■ Supplied data:
/// Renders the context into the user prompt for the completion request.
pub fn build_prompt(context: &CommentContext<'_>) -> String {
    match context {
        CommentContext::Filtered {
            query,
            filters,
            recommendations,
        } => {
            let top = recommendations.first();
            format!(
                "Explain why these wines fit the user's request.\n\n\
                 User request: \"{}\"\n\n\
                 Filters:\n\
                 - Variety: {}\n\
                 - Country: {}\n\
                 - Max price: {}\n\n\
                 Top recommendation:\n{}\n\n\
                 Give a short but informative explanation (2-3 sentences) of why this wine \
                 is a great match for the request.",
                query,
                filters.variety.as_deref().unwrap_or("any"),
                filters.country.as_deref().unwrap_or("any"),
                filters
                    .max_price
                    .map(|p| format!("${:.0}", p))
                    .unwrap_or_else(|| "unlimited".to_string()),
                top.map(|r| describe_result(&r.wine)).unwrap_or_default()
            )
        }
        CommentContext::Taste {
            selected,
            profile,
            recommendations,
        } => {
            let names: Vec<&str> = selected.iter().map(|w| w.title.as_str()).collect();
            let varieties: Vec<String> = profile
                .favorite_varieties
                .iter()
                .map(|v| format!("{} ({}x)", v.variety, v.count))
                .collect();
            let countries: Vec<String> = profile
                .preferred_countries
                .iter()
                .map(|c| format!("{} ({}x)", c.country, c.count))
                .collect();
            format!(
                "Analyze the user's preferences and explain why these recommendations fit.\n\n\
                 The user picked these wines: {}\n\n\
                 Preference analysis:\n\
                 - Favorite varieties: {}\n\
                 - Preferred countries: {}\n\
                 - Average price: ${:.2}\n\
                 - Average rating: {:.1}/100\n\n\
                 Best recommendation:\n{}\n\n\
                 Give a personal recommendation (2-3 sentences) explaining why this wine \
                 matches the user's taste.",
                names.join(", "),
                join_or(&varieties, "varied"),
                join_or(&countries, "varied"),
                profile.average_price,
                profile.average_rating,
                recommendations
                    .first()
                    .map(|r| describe_result(&r.wine))
                    .unwrap_or_default()
            )
        }
        CommentContext::Simple {
            query,
            recommendations,
        } => format!(
            "The user is looking for: \"{}\"\n\n\
             Top match:\n{}\n\n\
             Give a short recommendation (2-3 sentences) on why this wine fits the request.",
            query,
            recommendations
                .first()
                .map(|r| describe_result(&r.wine))
                .unwrap_or_default()
        ),
        CommentContext::WineDetails { wine } => format!(
            "Give an expert characterization of this wine.\n\n\
             Wine information:\n\
             - Name: {}\n\
             - Variety: {}\n\
             - Country: {}\n\
             - Region: {}\n\
             - Winery: {}\n\
             - Price: ${:.0}\n\
             - Rating: {:.0}/100\n\n\
             Characteristics:\n\
             - Flavor profile: {}\n\
             - Aroma: {}\n\
             - Body: {}\n\
             - Tannins: {}\n\
             - Acidity: {}\n\n\
             Description: {}\n\n\
             Give a detailed expert assessment (3-4 sentences): its character, potential, \
             and the best moments to enjoy it.",
            wine.title,
            wine.variety.as_deref().unwrap_or("not specified"),
            wine.country.as_deref().unwrap_or("not specified"),
            wine.region.as_deref().unwrap_or("not specified"),
            wine.winery.as_deref().unwrap_or("not specified"),
            wine.price,
            wine.rating,
            wine.flavor_profile.as_deref().unwrap_or("not specified"),
            wine.aroma.as_deref().unwrap_or("not specified"),
            wine.body.as_deref().unwrap_or("not specified"),
            wine.tannins.as_deref().unwrap_or("not specified"),
            wine.acidity.as_deref().unwrap_or("not specified"),
            describe_or(&wine.description)
        ),
        CommentContext::Pairing { wine } => format!(
            "Suggest ideal pairings for this wine.\n\n\
             Wine:\n\
             - Name: {}\n\
             - Variety: {}\n\
             - Characteristics: {} body, {} tannins\n\
             - Flavor profile: {}\n\
             - Aromas: {}\n\n\
             Give concrete food pairing suggestions (3-4 dishes), the serving temperature, \
             and possible alternatives.",
            wine.title,
            wine.variety.as_deref().unwrap_or("not specified"),
            wine.body.as_deref().unwrap_or("medium"),
            wine.tannins.as_deref().unwrap_or("moderate"),
            wine.flavor_profile.as_deref().unwrap_or("fruity"),
            wine.aroma.as_deref().unwrap_or("berry notes"),
        ),
        CommentContext::Occasion { wine } => format!(
            "What occasion is this wine ideal for?\n\n\
             Wine: {} ({})\n\
             Characteristics: {} body, {}\n\
             Price: ${:.0}\n\
             Rating: {:.0}/100\n\n\
             List 3-4 fitting occasions for this wine with practical advice.",
            wine.title,
            wine.variety.as_deref().unwrap_or("unknown variety"),
            wine.body.as_deref().unwrap_or("medium"),
            wine.flavor_profile.as_deref().unwrap_or("a balanced flavor"),
            wine.price,
            wine.rating,
        ),
    }
}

■ What you need to do:
All of the material is to be duplicated exactly.

■ Problem solution:
/// Renders the context into the user prompt for the completion request.
pub fn build_prompt(context: &CommentContext<'_>) -> String {
    match context {
        CommentContext::Filtered {
            query,
            filters,
            recommendations,
        } => {
            let top = recommendations.first();
            format!(
                "Explain why these wines fit the user's request.\n\n\
                 User request: \"{}\"\n\n\
                 Filters:\n\
                 - Variety: {}\n\
                 - Country: {}\n\
                 - Max price: {}\n\n\
                 Top recommendation:\n{}\n\n\
                 Give a short but informative explanation (2-3 sentences) of why this wine \
                 is a great match for the request.",
                query,
                filters.variety.as_deref().unwrap_or("any"),
                filters.country.as_deref().unwrap_or("any"),
                filters
                    .max_price
                    .map(|p| format!("${:.0}", p))
                    .unwrap_or_else(|| "unlimited".to_string()),
                top.map(|r| describe_result(&r.wine)).unwrap_or_default()
            )
        }
        CommentContext::Taste {
            selected,
            profile,
            recommendations,
        } => {
            let names: Vec<&str> = selected.iter().map(|w| w.title.as_str()).collect();
            let varieties: Vec<String> = profile
                .favorite_varieties
                .iter()
                .map(|v| format!("{} ({}x)", v.variety, v.count))
                .collect();
            let countries: Vec<String> = profile
                .preferred_countries
                .iter()
                .map(|c| format!("{} ({}x)", c.country, c.count))
                .collect();
            format!(
                "Analyze the user's preferences and explain why these recommendations fit.\n\n\
                 The user picked these wines: {}\n\n\
                 Preference analysis:\n\
                 - Favorite varieties: {}\n\
                 - Preferred countries: {}\n\
                 - Average price: ${:.2}\n\
                 - Average rating: {:.1}/100\n\n\
                 Best recommendation:\n{}\n\n\
                 Give a personal recommendation (2-3 sentences) explaining why this wine \
                 matches the user's taste.",
                names.join(", "),
                join_or(&varieties, "varied"),
                join_or(&countries, "varied"),
                profile.average_price,
                profile.average_rating,
                recommendations
                    .first()
                    .map(|r| describe_result(&r.wine))
                    .unwrap_or_default()
            )
        }
        CommentContext::Simple {
            query,
            recommendations,
        } => format!(
            "The user is looking for: \"{}\"\n\n\
             Top match:\n{}\n\n\
             Give a short recommendation (2-3 sentences) on why this wine fits the request.",
            query,
            recommendations
                .first()
                .map(|r| describe_result(&r.wine))
                .unwrap_or_default()
        ),
        CommentContext::WineDetails { wine } => format!(
            "Give an expert characterization of this wine.\n\n\
             Wine information:\n\
             - Name: {}\n\
             - Variety: {}\n\
             - Country: {}\n\
             - Region: {}\n\
             - Winery: {}\n\
             - Price: ${:.0}\n\
             - Rating: {:.0}/100\n\n\
             Characteristics:\n\
             - Flavor profile: {}\n\
             - Aroma: {}\n\
             - Body: {}\n\
             - Tannins: {}\n\
             - Acidity: {}\n\n\
             Description: {}\n\n\
             Give a detailed expert assessment (3-4 sentences): its character, potential, \
             and the best moments to enjoy it.",
            wine.title,
            wine.variety.as_deref().unwrap_or("not specified"),
            wine.country.as_deref().unwrap_or("not specified"),
            wine.region.as_deref().unwrap_or("not specified"),
            wine.winery.as_deref().unwrap_or("not specified"),
            wine.price,
            wine.rating,
            wine.flavor_profile.as_deref().unwrap_or("not specified"),
            wine.aroma.as_deref().unwrap_or("not specified"),
            wine.body.as_deref().unwrap_or("not specified"),
            wine.tannins.as_deref().unwrap_or("not specified"),
            wine.acidity.as_deref().unwrap_or("not specified"),
            describe_or(&wine.description)
        ),
        CommentContext::Pairing { wine } => format!(
            "Suggest ideal pairings for this wine.\n\n\
             Wine:\n\
             - Name: {}\n\
             - Variety: {}\n\
             - Characteristics: {} body, {} tannins\n\
             - Flavor profile: {}\n\
             - Aromas: {}\n\n\
             Give concrete food pairing suggestions (3-4 dishes), the serving temperature, \
             and possible alternatives.",
            wine.title,
            wine.variety.as_deref().unwrap_or("not specified"),
            wine.body.as_deref().unwrap_or("medium"),
            wine.tannins.as_deref().unwrap_or("moderate"),
            wine.flavor_profile.as_deref().unwrap_or("fruity"),
            wine.aroma.as_deref().unwrap_or("berry notes"),
        ),
        CommentContext::Occasion { wine } => format!(
            "What occasion is this wine ideal for?\n\n\
             Wine: {} ({})\n\
             Characteristics: {} body, {}\n\
             Price: ${:.0}\n\
             Rating: {:.0}/100\n\n\
             List 3-4 fitting occasions for this wine with practical advice.",
            wine.title,
            wine.variety.as_deref().unwrap_or("unknown variety"),
            wine.body.as_deref().unwrap_or("medium"),
            wine.flavor_profile.as_deref().unwrap_or("a balanced flavor"),
            wine.price,
            wine.rating,
        ),
    }
}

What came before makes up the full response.